Start of Records for this exercise

use serde::{Deserialize, Serialize};

use crate::EngineError;

/// ISO-4217 style currency code used by accounts, entries and families.
///
/// ## Minor units
///
/// The store keeps monetary values as an `i64` number of **minor units**.
/// `minor_units()` returns how many decimal digits separate minor units from
/// major units.
///
/// Example: USD has 2 minor units, so `10.50 USD` ⇄ `1050`; JPY has none.
#[derive(Clone, Copy, Debug, PartialEq, Eq, Hash, PartialOrd, Ord, Serialize, Deserialize)]
#[serde(try_from = "String", into = "String")]
pub struct Currency([u8; 3]);

impl Currency {
    pub const EUR: Currency = Currency(*b"EUR");
    pub const USD: Currency = Currency(*b"USD");
    pub const GBP: Currency = Currency(*b"GBP");
    pub const JPY: Currency = Currency(*b"JPY");

    /// Canonical currency code.
    #[must_use]
    pub fn code(&self) -> &str {
        // Built only from validated ASCII letters.
        std::str::from_utf8(&self.0).unwrap_or("???")
    }

    /// Number of fraction digits between minor and major units.
    #[must_use]
    pub fn minor_units(self) -> u32 {
        match &self.0 {
            b"JPY" | b"KRW" | b"CLP" | b"ISK" | b"VND" | b"XAF" | b"XOF" => 0,
            b"BHD" | b"KWD" | b"OMR" | b"JOD" | b"TND" | b"IQD" | b"LYD" => 3,
            _ => 2,
        }
    }
}

impl core::fmt::Display for Currency {
    fn fmt(&self, f: &mut core::fmt::Formatter<'_>) -> core::fmt::Result {
        f.write_str(self.code())
    }
}

impl TryFrom<&str> for Currency {
    type Error = EngineError;

    fn try_from(value: &str) -> Result<Self, Self::Error> {
        let code = value.trim().to_ascii_uppercase();
        match <[u8; 3]>::try_from(code.as_bytes()) {
            Ok(bytes) if bytes.iter().all(u8::is_ascii_uppercase) => Ok(Currency(bytes)),
            _ => Err(EngineError::CurrencyMismatch(format!(
                "unsupported currency: {code}"
            ))),
        }
    }
}

impl TryFrom<String> for Currency {
    type Error = EngineError;

    fn try_from(value: String) -> Result<Self, Self::Error> {
        Currency::try_from(value.as_str())
    }
}

impl From<Currency> for String {
    fn from(value: Currency) -> Self {
        value.code().to_string()
    }
}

End of Records for this exercise

Directions for this task: All lines from the one with "fn try_from(value: &str)" through the end of the data must be repeated exactly, and nothing else may be repeated.

Answer:
    fn try_from(value: &str) -> Result<Self, Self::Error> {
        let code = value.trim().to_ascii_uppercase();
        match <[u8; 3]>::try_from(code.as_bytes()) {
            Ok(bytes) if bytes.iter().all(u8::is_ascii_uppercase) => Ok(Currency(bytes)),
            _ => Err(EngineError::CurrencyMismatch(format!(
                "unsupported currency: {code}"
            ))),
        }
    }
}

impl TryFrom<String> for Currency {
    type Error = EngineError;

    fn try_from(value: String) -> Result<Self, Self::Error> {
        Currency::try_from(value.as_str())
    }
}

impl From<Currency> for String {
    fn from(value: Currency) -> Self {
        value.code().to_string()
    }
}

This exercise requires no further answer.